2020 porsche taycan turbo s

Marc UrbanoCar and Driver

Zooming in on the details only makes the results more astounding. For instance: At 5222 pounds, the Taycan is the fourth-heaviest Lightning Lapper ever and the porkiest non-SUV, yet it’s the quickest member of the over-5000-pound club. The carbon-ceramic brakes never fade, and the tires, an EV-specific variant of Pirelli’s P Zero PZ4, keep their grip lap after lap. Thrusting out of corners, or in those moments that call for a brief squeeze of power, the Taycan delivers an instant punch that’s otherworldly. And though Porsche claims the Taycan reserves its full 750-horse fleet for launch-control starts only, we kind of doubt it. The Taycan’s big speed at the end of the front straight—not typically an EV strength—makes us believe there’s more than 616 horsepower at play. Really, the only spot where the Taycan’s poundage seems to have a negative impact is in the esses, where we find ourselves backing off just slightly—still averaging a heady 120.2 mph—to keep the car settled and on the track as we crash over the curbing.

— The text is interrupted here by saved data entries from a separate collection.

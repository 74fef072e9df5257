//! Per-thread hazard storage (`SPEC_FULL.md` §4.2).

use core::ptr;
use core::sync::atomic::{AtomicPtr, Ordering};

use super::guard_slot::{FreeList, GuardBlock, GuardSlot};
use super::pool::Pool;
use crate::allocator::AllocatorHooks;
use crate::error::SmrError;
use crate::stats::Counters;

/// Exclusively owned by one thread record. Holds the initial guard
/// array, the free-list of released slots spanning it and every
/// extension block, and the atomically-published extension chain head
/// (`spec.md` §3 "Thread hazard storage").
pub(crate) struct ThreadHazardStorage {
    initial: Box<[GuardSlot]>,
    /// Published with release ordering; scanners load it with acquire
    /// (`spec.md` §4.2 invariant).
    extension_head: AtomicPtr<GuardBlock>,
    free_list: FreeList,
}

impl ThreadHazardStorage {
    pub(crate) fn new(initial_hp_count: usize) -> Self {
        let initial: Box<[GuardSlot]> = (0..initial_hp_count.max(1))
            .map(|_| GuardSlot::new())
            .collect();
        let free_list = FreeList::new();
        for slot in initial.iter().rev() {
            free_list.push(slot as *const GuardSlot as *mut GuardSlot);
        }
        Self {
            initial,
            extension_head: AtomicPtr::new(ptr::null_mut()),
            free_list,
        }
    }

    /// Allocate one slot, extending the storage with a fresh guard block
    /// from `pool` if the free-list is empty (`spec.md` §4.2 "alloc()").
    pub(crate) fn alloc(
        &self,
        pool: &Pool<GuardBlock>,
        hooks: &AllocatorHooks,
        stats: &Counters,
    ) -> Result<*mut GuardSlot, SmrError> {
        if let Some(slot) = self.free_list.pop() {
            Counters::bump(&stats.guard_allocated);
            return Ok(slot);
        }
        self.extend(pool, hooks, stats)?;
        let slot = self
            .free_list
            .pop()
            .expect("extend() must make at least one slot available");
        Counters::bump(&stats.guard_allocated);
        Ok(slot)
    }

    /// Allocate `k` slots at once (`spec.md` §4.2 "alloc(array, K)").
    pub(crate) fn alloc_array(
        &self,
        k: usize,
        pool: &Pool<GuardBlock>,
        hooks: &AllocatorHooks,
        stats: &Counters,
    ) -> Result<Vec<*mut GuardSlot>, SmrError> {
        let mut slots = Vec::with_capacity(k);
        for _ in 0..k {
            slots.push(self.alloc(pool, hooks, stats)?);
        }
        Ok(slots)
    }

    /// Clear and free a single slot (`spec.md` §4.2 "free(slot)").
    pub(crate) fn free(&self, slot: *mut GuardSlot, stats: &Counters) {
        // SAFETY: slot was previously returned by `alloc` on this storage.
        unsafe { (*slot).clear() };
        self.free_list.push(slot);
        Counters::bump(&stats.guard_freed);
    }

    pub(crate) fn free_array(&self, slots: &[*mut GuardSlot], stats: &Counters) {
        for &slot in slots {
            self.free(slot, stats);
        }
    }

    fn extend(
        &self,
        pool: &Pool<GuardBlock>,
        hooks: &AllocatorHooks,
        stats: &Counters,
    ) -> Result<(), SmrError> {
        let block = pool.get(hooks)?;
        // SAFETY: block is freshly checked out and not yet published.
        self.free_list.extend_with_block(unsafe { &*block });

        let old_head = self.extension_head.load(Ordering::Relaxed);
        // SAFETY: block is live and not yet shared.
        unsafe { (*block).set_next(old_head) };
        // Publish with release ordering: scanners walk this chain with
        // an acquire load (`spec.md` §4.2, §5).
        self.extension_head.store(block, Ordering::Release);

        Counters::bump(&stats.hp_extend_count);
        Counters::bump(&stats.hp_block_count);
        Ok(())
    }

    /// Walk the initial array and every extension block, collecting
    /// non-null hazard values into `out` (`spec.md` §4.5 step 2).
    pub(crate) fn collect_hazards(&self, out: &mut Vec<*mut ()>) {
        for slot in self.initial.iter() {
            let v = slot.read_acquire();
            if !v.is_null() {
                out.push(v);
            }
        }
        let mut block = self.extension_head.load(Ordering::Acquire);
        while !block.is_null() {
            // SAFETY: block is a live GuardBlock linked into this chain.
            let b = unsafe { &*block };
            for slot in b.slots().iter() {
                let v = slot.read_acquire();
                if !v.is_null() {
                    out.push(v);
                }
            }
            block = b.next();
        }
    }

    /// Clear every slot and return extension blocks to `pool`
    /// (`spec.md` §4.2 "clear()"). Called on detach.
    pub(crate) fn clear(&self, pool: &Pool<GuardBlock>, hooks: &AllocatorHooks) {
        for slot in self.initial.iter() {
            slot.clear();
        }
        self.free_list.clear();
        for slot in self.initial.iter().rev() {
            self.free_list.push(slot as *const GuardSlot as *mut GuardSlot);
        }

        let mut block = self.extension_head.swap(ptr::null_mut(), Ordering::AcqRel);
        while !block.is_null() {
            // SAFETY: block was allocated via `pool.get` and is not
            // shared with anything else.
            let next = unsafe { (*block).next() };
            unsafe { (*block).set_next(ptr::null_mut()) };
            pool.put(block, hooks);
            block = next;
        }
    }
}
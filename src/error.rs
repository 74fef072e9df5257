//! Error kinds surfaced by the SMR runtime.
//!
//! Containers never expose these on their own public surface (see the
//! module docs on [`crate::smr`]); they exist for the runtime's own entry
//! points and for tests that want to observe misuse directly.

/// An error returned by an SMR runtime operation.
#[derive(Debug, Clone, Copy, PartialEq, Eq, thiserror::Error)]
pub enum SmrError {
    /// `construct` has not been called, or `destruct` already tore the
    /// singleton down.
    #[error("DHP SMR has not been constructed")]
    NotInitialized,

    /// `set_memory_allocator` was called after `construct` already froze
    /// the allocator pair.
    #[error("DHP SMR is already constructed")]
    AlreadyConstructed,

    /// The calling thread has no thread record; `attach_thread` was never
    /// called, or a prior `detach_thread` was not followed by a new
    /// `attach_thread`.
    #[error("current thread is not attached to DHP SMR")]
    NotAttached,

    /// The backing allocator (global or installed) returned null.
    #[error("allocation failed")]
    AllocationFailed,
}

impl SmrError {
    /// Panic with this error's message in debug builds; return it in
    /// release builds. Used at the handful of call sites the design
    /// classifies as programmer errors (`spec.md` §7).
    #[track_caller]
    pub(crate) fn programmer_error(self) -> Self {
        if cfg!(debug_assertions) {
            panic!("{self}");
        }
        self
    }
}
//! Michael/Harris ordered singly-linked list, built on the DHP SMR
//! runtime (`SPEC_FULL.md` §4.9, `spec.md` §4.9).
//!
//! Deletion is logical-then-physical: a node is first marked via the
//! low bit of its `next` pointer, then unlinked with a CAS on the
//! predecessor's link. Any traversal that encounters a marked node
//! helps finish the physical unlink before continuing, the classic
//! Harris technique. Hazard pointers (two per traversal, handed off
//! hand-over-hand as the walk advances) keep both the current and
//! candidate-next node alive across the unmarked reads and CASes.

use core::cmp::Ordering as CmpOrdering;
use core::ptr;
use core::sync::atomic::{AtomicPtr, Ordering};
use std::boxed::Box;

use crate::error::SmrError;
use crate::smr::{self, Guard, GuardedPtr};

const MARK: usize = 1;

#[inline]
fn is_marked<T>(p: *mut T) -> bool {
    (p as usize) & MARK != 0
}

#[inline]
fn unmark<T>(p: *mut T) -> *mut T {
    ((p as usize) & !MARK) as *mut T
}

#[inline]
fn marked<T>(p: *mut T) -> *mut T {
    ((p as usize) | MARK) as *mut T
}

struct Node<K, V> {
    key: K,
    value: V,
    next: AtomicPtr<Node<K, V>>,
}

/// A lock-free ordered set/map keyed by `K` (`spec.md` §4.9).
pub struct OrderedList<K, V> {
    head: AtomicPtr<Node<K, V>>,
}

impl<K, V> Default for OrderedList<K, V> {
    fn default() -> Self {
        Self::new()
    }
}

struct SearchResult<K, V> {
    prev: *const AtomicPtr<Node<K, V>>,
    curr: *mut Node<K, V>,
    found: bool,
}

impl<K: Ord, V> OrderedList<K, V> {
    pub fn new() -> Self {
        Self {
            head: AtomicPtr::new(ptr::null_mut()),
        }
    }

    pub fn is_empty(&self) -> bool {
        self.head.load(Ordering::Acquire).is_null()
    }

    /// Walk the list looking for `key`, physically unlinking any
    /// logically-deleted node encountered along the way
    /// (`spec.md` §4.9 "find").
    fn search(
        &self,
        key: &K,
        prev_guard: &mut Guard,
        curr_guard: &mut Guard,
    ) -> Result<SearchResult<K, V>, SmrError> {
        'restart: loop {
            let mut prev: *const AtomicPtr<Node<K, V>> = &self.head;
            // SAFETY: prev always points at a live AtomicPtr: the list's
            // head, or a still-protected node's `next`.
            let mut curr = curr_guard.protect_with(unsafe { &*prev }, |p| unmark(p));

            loop {
                if curr.is_null() {
                    return Ok(SearchResult {
                        prev,
                        curr,
                        found: false,
                    });
                }

                // SAFETY: curr is protected by curr_guard.
                let curr_ref = unsafe { &*curr };
                let raw_next = curr_ref.next.load(Ordering::Acquire);

                if is_marked(raw_next) {
                    let next = unmark(raw_next);
                    // SAFETY: prev is a live AtomicPtr link.
                    let prev_ref = unsafe { &*prev };
                    if prev_ref
                        .compare_exchange(curr, next, Ordering::AcqRel, Ordering::Relaxed)
                        .is_err()
                    {
                        continue 'restart;
                    }
                    // SAFETY: curr was produced by Box::into_raw::<Node<K,V>>.
                    let _ = unsafe { smr::retire(curr) };
                    curr = curr_guard.protect_with(prev_ref, |p| unmark(p));
                    continue;
                }

                match curr_ref.key.cmp(key) {
                    CmpOrdering::Less => {
                        // curr becomes the new prev; hand its protection
                        // from curr_guard to prev_guard and free up
                        // curr_guard for the next candidate.
                        core::mem::swap(prev_guard, curr_guard);
                        prev = &curr_ref.next;
                        curr = curr_guard.protect_with(unsafe { &*prev }, |p| unmark(p));
                    }
                    CmpOrdering::Equal => {
                        return Ok(SearchResult {
                            prev,
                            curr,
                            found: true,
                        });
                    }
                    CmpOrdering::Greater => {
                        return Ok(SearchResult {
                            prev,
                            curr,
                            found: false,
                        });
                    }
                }
            }
        }
    }

    /// Borrow the value for `key` without removing it, protected for as
    /// long as the returned handle is alive (`spec.md` §4.9 "find").
    pub fn find(&self, key: &K) -> Result<Option<GuardedPtr<V>>, SmrError> {
        let mut prev_guard = Guard::new()?;
        let mut curr_guard = Guard::new()?;
        let result = self.search(key, &mut prev_guard, &mut curr_guard)?;
        if !result.found {
            return Ok(None);
        }
        // SAFETY: result.curr is protected by curr_guard.
        let value_ptr: *mut V = unsafe { &(*result.curr).value as *const V as *mut V };
        Ok(Some(GuardedPtr::new(
            core::mem::replace(&mut curr_guard, Guard::unlinked()),
            value_ptr,
        )))
    }

    pub fn contains(&self, key: &K) -> Result<bool, SmrError> {
        Ok(self.find(key)?.is_some())
    }

    /// Insert `key`/`value` if `key` is not already present
    /// (`spec.md` §4.9 "insert"). Returns `false` without modifying the
    /// list if the key was already present.
    pub fn insert(&self, key: K, value: V) -> Result<bool, SmrError> {
        let mut prev_guard = Guard::new()?;
        let mut curr_guard = Guard::new()?;
        let mut key = key;
        let mut value = value;

        loop {
            let result = self.search(&key, &mut prev_guard, &mut curr_guard)?;
            if result.found {
                return Ok(false);
            }

            let node = Box::into_raw(Box::new(Node {
                key,
                value,
                next: AtomicPtr::new(result.curr),
            }));

            // SAFETY: result.prev is a live AtomicPtr link.
            let prev_ref = unsafe { &*result.prev };
            if prev_ref
                .compare_exchange(result.curr, node, Ordering::AcqRel, Ordering::Relaxed)
                .is_ok()
            {
                return Ok(true);
            }

            // Lost the race; reclaim the node and retry with a fresh
            // search (another insert or a concurrent delete changed the
            // neighborhood).
            // SAFETY: node was never published.
            let boxed = unsafe { Box::from_raw(node) };
            let Node { key: k, value: v, .. } = *boxed;
            key = k;
            value = v;
        }
    }

    /// Logically delete `key`, then try to physically unlink it
    /// (`spec.md` §4.9 "erase"). A failed physical unlink is not an
    /// error — the next `search` to pass through will finish it.
    pub fn erase(&self, key: &K) -> Result<bool, SmrError> {
        let mut prev_guard = Guard::new()?;
        let mut curr_guard = Guard::new()?;

        loop {
            let result = self.search(key, &mut prev_guard, &mut curr_guard)?;
            if !result.found {
                return Ok(false);
            }

            // SAFETY: result.curr is protected by curr_guard.
            let curr_ref = unsafe { &*result.curr };
            let next = curr_ref.next.load(Ordering::Acquire);
            if is_marked(next) {
                continue;
            }
            if curr_ref
                .next
                .compare_exchange(next, marked(next), Ordering::AcqRel, Ordering::Relaxed)
                .is_err()
            {
                continue;
            }

            // SAFETY: result.prev is a live AtomicPtr link.
            let prev_ref = unsafe { &*result.prev };
            if prev_ref
                .compare_exchange(result.curr, unmark(next), Ordering::AcqRel, Ordering::Relaxed)
                .is_ok()
            {
                // SAFETY: result.curr was produced by Box::into_raw::<Node<K,V>>.
                let _ = unsafe { smr::retire(result.curr) };
            }
            return Ok(true);
        }
    }

    /// Logically delete `key` and return its value, protected for as
    /// long as the returned handle is alive (`spec.md` §4.9 "extract").
    pub fn extract(&self, key: &K) -> Result<Option<GuardedPtr<V>>, SmrError> {
        let mut prev_guard = Guard::new()?;
        let mut curr_guard = Guard::new()?;

        loop {
            let result = self.search(key, &mut prev_guard, &mut curr_guard)?;
            if !result.found {
                return Ok(None);
            }

            // SAFETY: result.curr is protected by curr_guard.
            let curr_ref = unsafe { &*result.curr };
            let next = curr_ref.next.load(Ordering::Acquire);
            if is_marked(next) {
                continue;
            }
            if curr_ref
                .next
                .compare_exchange(next, marked(next), Ordering::AcqRel, Ordering::Relaxed)
                .is_err()
            {
                continue;
            }

            // SAFETY: result.prev is a live AtomicPtr link.
            let prev_ref = unsafe { &*result.prev };
            if prev_ref
                .compare_exchange(result.curr, unmark(next), Ordering::AcqRel, Ordering::Relaxed)
                .is_ok()
            {
                // SAFETY: result.curr was produced by Box::into_raw::<Node<K,V>>.
                let _ = unsafe { smr::retire(result.curr) };
            }

            let value_ptr: *mut V = unsafe { &(*result.curr).value as *const V as *mut V };
            return Ok(Some(GuardedPtr::new(
                core::mem::replace(&mut curr_guard, Guard::unlinked()),
                value_ptr,
            )));
        }
    }

    /// Atomically replace the value for `key` with `value`, implemented
    /// as a single CAS that splices a replacement node in where the old
    /// one was (`spec.md` §4.9 "update"). Returns the previous value,
    /// protected for as long as the returned handle is alive, or `None`
    /// if `key` was not present (unlike `insert`, `update` never creates
    /// a new entry).
    pub fn update(&self, key: K, value: V) -> Result<Option<GuardedPtr<V>>, SmrError> {
        let mut prev_guard = Guard::new()?;
        let mut curr_guard = Guard::new()?;
        let mut key = key;
        let mut value = value;

        loop {
            let result = self.search(&key, &mut prev_guard, &mut curr_guard)?;
            if !result.found {
                return Ok(None);
            }

            // SAFETY: result.curr is protected by curr_guard.
            let curr_ref = unsafe { &*result.curr };
            let next = curr_ref.next.load(Ordering::Acquire);
            if is_marked(next) {
                continue;
            }

            let node = Box::into_raw(Box::new(Node {
                key,
                value,
                next: AtomicPtr::new(unmark(next)),
            }));

            if curr_ref
                .next
                .compare_exchange(next, marked(next), Ordering::AcqRel, Ordering::Relaxed)
                .is_err()
            {
                // SAFETY: node was never published.
                let boxed = unsafe { Box::from_raw(node) };
                let Node { key: k, value: v, .. } = *boxed;
                key = k;
                value = v;
                continue;
            }

            // SAFETY: result.prev is a live AtomicPtr link.
            let prev_ref = unsafe { &*result.prev };
            if prev_ref
                .compare_exchange(result.curr, node, Ordering::AcqRel, Ordering::Relaxed)
                .is_err()
            {
                // curr is now marked but we lost the splice; another
                // traversal will finish unlinking it. Reclaim our node
                // and retry from scratch.
                // SAFETY: node was never published.
                let boxed = unsafe { Box::from_raw(node) };
                let Node { key: k, value: v, .. } = *boxed;
                key = k;
                value = v;
                continue;
            }

            // SAFETY: result.curr was produced by Box::into_raw::<Node<K,V>>.
            let _ = unsafe { smr::retire(result.curr) };
            let old_value_ptr: *mut V = unsafe { &(*result.curr).value as *const V as *mut V };
            return Ok(Some(GuardedPtr::new(
                core::mem::replace(&mut curr_guard, Guard::unlinked()),
                old_value_ptr,
            )));
        }
    }
}

unsafe impl<K: Send, V: Send> Send for OrderedList<K, V> {}
unsafe impl<K: Send, V: Send> Sync for OrderedList<K, V> {}

impl<K, V> Drop for OrderedList<K, V> {
    fn drop(&mut self) {
        // By the time a list is dropped, the caller has exclusive
        // ownership, so remaining nodes can be freed directly.
        let mut cur = unmark(*self.head.get_mut());
        while !cur.is_null() {
            // SAFETY: cur was produced by Box::into_raw::<Node<K,V>>.
            let boxed = unsafe { Box::from_raw(cur) };
            cur = unmark(boxed.next.load(Ordering::Relaxed));
        }
    }
}

#[cfg(test)]
mod tests {
    use super::*;
    use std::sync::Mutex;

    static TEST_LOCK: Mutex<()> = Mutex::new(());

    fn with_smr(f: impl FnOnce()) {
        let _guard = TEST_LOCK.lock().unwrap();
        smr::construct(8);
        smr::attach_thread().unwrap();
        f();
        smr::detach_thread().unwrap();
        smr::destruct(true);
    }

    #[test]
    fn insert_keeps_keys_ordered_and_rejects_duplicates() {
        with_smr(|| {
            let list: OrderedList<i32, &'static str> = OrderedList::new();
            assert!(list.insert(5, "five").unwrap());
            assert!(list.insert(1, "one").unwrap());
            assert!(list.insert(3, "three").unwrap());
            assert!(!list.insert(3, "three-again").unwrap());

            assert_eq!(*list.find(&1).unwrap().unwrap(), "one");
            assert_eq!(*list.find(&3).unwrap().unwrap(), "three");
            assert_eq!(*list.find(&5).unwrap().unwrap(), "five");
            assert!(list.find(&4).unwrap().is_none());
        });
    }

    #[test]
    fn erase_removes_entry_and_is_idempotent() {
        with_smr(|| {
            let list: OrderedList<i32, i32> = OrderedList::new();
            list.insert(1, 10).unwrap();
            list.insert(2, 20).unwrap();

            assert!(list.erase(&1).unwrap());
            assert!(!list.erase(&1).unwrap());
            assert!(list.find(&1).unwrap().is_none());
            assert_eq!(*list.find(&2).unwrap().unwrap(), 20);
        });
    }

    #[test]
    fn extract_returns_value_and_removes_it() {
        with_smr(|| {
            let list: OrderedList<i32, i32> = OrderedList::new();
            list.insert(7, 70).unwrap();

            let extracted = list.extract(&7).unwrap().unwrap();
            assert_eq!(*extracted, 70);
            drop(extracted);
            assert!(list.find(&7).unwrap().is_none());
        });
    }

    #[test]
    fn update_replaces_value_for_existing_key_only() {
        with_smr(|| {
            let list: OrderedList<i32, i32> = OrderedList::new();
            list.insert(1, 100).unwrap();

            let old = list.update(1, 200).unwrap().unwrap();
            assert_eq!(*old, 100);
            drop(old);
            assert_eq!(*list.find(&1).unwrap().unwrap(), 200);

            assert!(list.update(2, 999).unwrap().is_none());
            assert!(list.find(&2).unwrap().is_none());
        });
    }
}
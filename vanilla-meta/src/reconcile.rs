use crate::error::Result;
use crate::error::VanillaMetaError;
use crate::record::AppRecord;
use crate::record::AppState;
use crate::record::MetadataKey;
use crate::record::RefineFlags;
use tracing::debug;
use vanilla_appstream_silo::BundleQuery;
use vanilla_appstream_silo::IndexEntry;
use vanilla_appstream_silo::Silo;
use vanilla_appstream_silo::find_bundle_for;

const PACKAGING_FORMAT: &str = "Apx";
const PACKAGING_BASE_CSS_COLOR: &str = "warning_color";
const PACKAGING_ICON: &str = "org.vanillaos.FirstSetup-symbolic";

/// Which index entries a refine pass may draw from.
#[derive(Clone, Copy, Debug, PartialEq, Eq)]
pub struct RefineScope {
    /// Only entries tagged with our own origin.
    pub filter_by_origin: bool,
}

/// Claims, refines and adopts records on behalf of one owner.
#[derive(Clone, Debug)]
pub struct Reconciler {
    owner: String,
    scope: RefineScope,
}

impl Reconciler {
    pub fn new(owner: impl Into<String>, scope: RefineScope) -> Self {
        Self {
            owner: owner.into(),
            scope,
        }
    }

    pub fn owner(&self) -> &str {
        &self.owner
    }

    /// Takes ownership of every unowned (or already ours) record that is not
    /// a wildcard, stamping our packaging metadata on it.
    pub fn claim(&self, records: &mut [AppRecord]) {
        for record in records.iter_mut() {
            if record.is_wildcard {
                continue;
            }
            if record
                .management_owner
                .as_deref()
                .is_some_and(|owner| owner != self.owner)
            {
                continue;
            }
            record.management_owner = Some(self.owner.clone());
            record.origin = Some(self.owner.clone());
            record.set_metadata(MetadataKey::PackagingFormat, PACKAGING_FORMAT);
            record.set_metadata(MetadataKey::PackagingBaseCssColor, PACKAGING_BASE_CSS_COLOR);
            record.set_metadata(MetadataKey::PackagingIcon, PACKAGING_ICON);
        }
    }

    /// Enriches our records from the bundle matching their default source.
    /// Records without a match keep their fields. Returns how many records
    /// were refined.
    pub fn refine(&self, records: &mut [AppRecord], silo: &Silo, flags: RefineFlags) -> usize {
        let mut refined = 0;
        for record in records.iter_mut() {
            if !record.is_owned_by(&self.owner) {
                continue;
            }
            let Some(package) = record.default_source() else {
                continue;
            };
            let query = BundleQuery {
                package,
                origin: self.scope.filter_by_origin.then_some(self.owner.as_str()),
                require_container: true,
            };
            let Some(found) = find_bundle_for(silo, &query) else {
                debug!("no bundle for {package}, leaving {} as is", record.id);
                continue;
            };
            let entry = found.entry;
            let container = found.bundle.container.clone();

            if flags.require_descriptive {
                copy_descriptive(record, entry);
            }
            if flags.require_setup
                && let Some(container) = container
            {
                record.set_metadata(MetadataKey::ContainerBinding, container_flag(&container));
                record.set_metadata(MetadataKey::ContainerName, container);
            }
            if record.state == AppState::Unknown {
                record.state = AppState::Available;
            }
            refined += 1;
        }
        refined
    }

    /// Re-asserts ownership of a record carrying a container binding.
    pub fn adopt(&self, record: &mut AppRecord) -> bool {
        if record.metadata(MetadataKey::ContainerBinding).is_none() {
            return false;
        }
        debug!("adopting {}", record.id);
        record.management_owner = Some(self.owner.clone());
        true
    }
}

fn copy_descriptive(record: &mut AppRecord, entry: &IndexEntry) {
    if let Some(name) = &entry.name {
        record.name = Some(name.clone());
    }
    if let Some(summary) = &entry.summary {
        record.summary = Some(summary.clone());
    }
    if let Some(description) = &entry.description {
        record.description = Some(description.clone());
    }
    if let Some(icon) = &entry.icon {
        record.icon = Some(icon.clone());
    }
    if let Some(launchable) = entry.launchables.first() {
        record.launchable = Some(launchable.clone());
    }
    if let Some(origin) = &entry.origin {
        record.origin = Some(origin.clone());
    }
}

/// `apx` flag selecting a container: `apx_managed_debian` -> `--debian`.
pub fn container_flag(container: &str) -> String {
    let name = container
        .strip_prefix("apx_managed_")
        .or_else(|| container.strip_prefix("apx_"))
        .unwrap_or(container);
    format!("--{name}")
}

/// Unowned record describing an index entry, as listed to the host.
pub fn record_from_entry(entry: &IndexEntry) -> AppRecord {
    let mut sources: Vec<String> = Vec::new();
    for package in entry
        .bundles
        .iter()
        .map(|bundle| &bundle.package)
        .chain(entry.pkgnames.iter())
    {
        if !sources.contains(package) {
            sources.push(package.clone());
        }
    }
    AppRecord {
        id: entry.id.clone(),
        name: entry.name.clone(),
        summary: entry.summary.clone(),
        description: entry.description.clone(),
        icon: entry.icon.clone(),
        launchable: entry.launchables.first().cloned(),
        sources,
        origin: entry.origin.clone(),
        ..AppRecord::default()
    }
}

/// Everything `apx` needs to install or run a refined record.
#[derive(Clone, Debug, PartialEq, Eq)]
pub struct InstallParams {
    pub container_flag: String,
    pub container_name: String,
    pub package: String,
}

impl InstallParams {
    pub fn resolve(record: &AppRecord) -> Result<Self> {
        let missing = |what: &str| VanillaMetaError::InstallParams {
            app: record.id.clone(),
            reason: format!("record has no {what}"),
        };
        let container_flag = record
            .metadata(MetadataKey::ContainerBinding)
            .ok_or_else(|| missing("container binding"))?;
        let container_name = record
            .metadata(MetadataKey::ContainerName)
            .ok_or_else(|| missing("container name"))?;
        let package = record
            .default_source()
            .ok_or_else(|| missing("default source"))?;
        Ok(Self {
            container_flag: container_flag.to_string(),
            container_name: container_name.to_string(),
            package: package.to_string(),
        })
    }

    /// Command run by `apx <flag> run`: the launchable without its
    /// `.desktop` suffix, or the package name.
    pub fn launch_command(&self, record: &AppRecord) -> String {
        record
            .launchable
            .as_deref()
            .map(|launchable| launchable.strip_suffix(".desktop").unwrap_or(launchable))
            .filter(|command| !command.is_empty())
            .unwrap_or(&self.package)
            .to_string()
    }
}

Hot-lapping EVs is an unfamiliar exercise, so Porsche brought along two identical cars, just in case. But the spare proved unnecessary, as the Taycan is the first EV that didn’t crumble against the Lightning Lap grindstone. It endured, without issue, our typical lapping schedule: a brisk out lap, a fast-as-you-dare hot lap followed by a cool-down, another hot lap, and then a cool-down before heading back to the pits. Starting with a full battery from an overnight charge, the Taycan landed at about 40 percent capacity after this routine, which, interestingly, is a burn rate on par with the Shelby GT500’s. To find the battery’s limits, we did two consecutive flying laps once, which put enough heat in the battery to reduce power. We didn’t have to alter our routine for charging, though, as there was ample time—about four and a half hours—to top up the battery while this driver rotated through his other cars. A 50-amp RV outlet in the paddock, a common find at racetracks, supplied the electricity.

More significant than being far and away the quickest EV, the Taycan places between the BMW M5 Competition and the Mercedes-AMG E63 S in the category of deliriously quick four-doors, regardless of power source.